In an article on early American mathematics journals, D.E. Zitarelli writes
We describe six of its major contributors, two of whom are known somewhat (Robert Adrain
and Robert M. Patterson), but the other four seem to have slipped into obscurity
in spite of accomplishments that deserve more recognition (William Lenhart, Enoch
Lewis, John Gummere, and John Eberle).

He edited mathematical works of John Bonnycastle and Thomas Simpson, and he is well known for the first American edition of Thomas Simpson's Trigonometry with an appendix written by him using the initial E.L.
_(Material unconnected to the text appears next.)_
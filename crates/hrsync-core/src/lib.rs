pub mod config;
pub mod error;
pub mod types;

pub use error::{HrError, HrResult};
- Thomas Simpson: Trigonometry, Plane and Spherical: With the Construction and Application of Logarithms. With an appendix on spherical projections. First American edition. Philadelphia 1810.
- John Bonnycastle: An introduction to algebra; with notes and observations: designed for the use of schools and places of public education, Philadelphia, 1806 . and in the second edition in 1811 Lewis writes "errors of former editions and some improprieties in the original are corrected and removed".

He published an advanced textbook on spherical projections expanding the Appendix in Simpson's Trigonometry book.
- A Treatise on Plane and Spherical Trigonometry: Including the Construction of the Auxiliary Tables; a Concise Tract on the Conic Sections, and the Principles of Spherical Projection, Philadelphia, 1844 and reprinted in 1872.
In a review in The Friend it says
 This valuable work supplies a vacuum which has long been known to exist in the list of mathematical works, suitable to our colleges and seminaries ... [and] many of the demonstrations are new

Enoch Lewis is an author of text books for schools and colleges:
- The arithmetical expositor, or, A treatise on the theory and practice of arithmetic: suited to the commerce of the United States : in two parts, Philadelphia 1824. Second edition came in 1929.
- The practical analyst; or, A treatise on algebra, containing the most useful parts of that science, illustrated by a copious collection of examples, designed for the use of schools. Philadelphia 1826 in four editions.

Other textbook that Lewis had a hand in producing was
A Treatise on Surveying
published in
1814 by Lewis’ former student, John Gummere (1784–1845) who acknowledged that
several of the demonstrations were furnished by Lewis. 40 years after the first edition 17 editions had been published.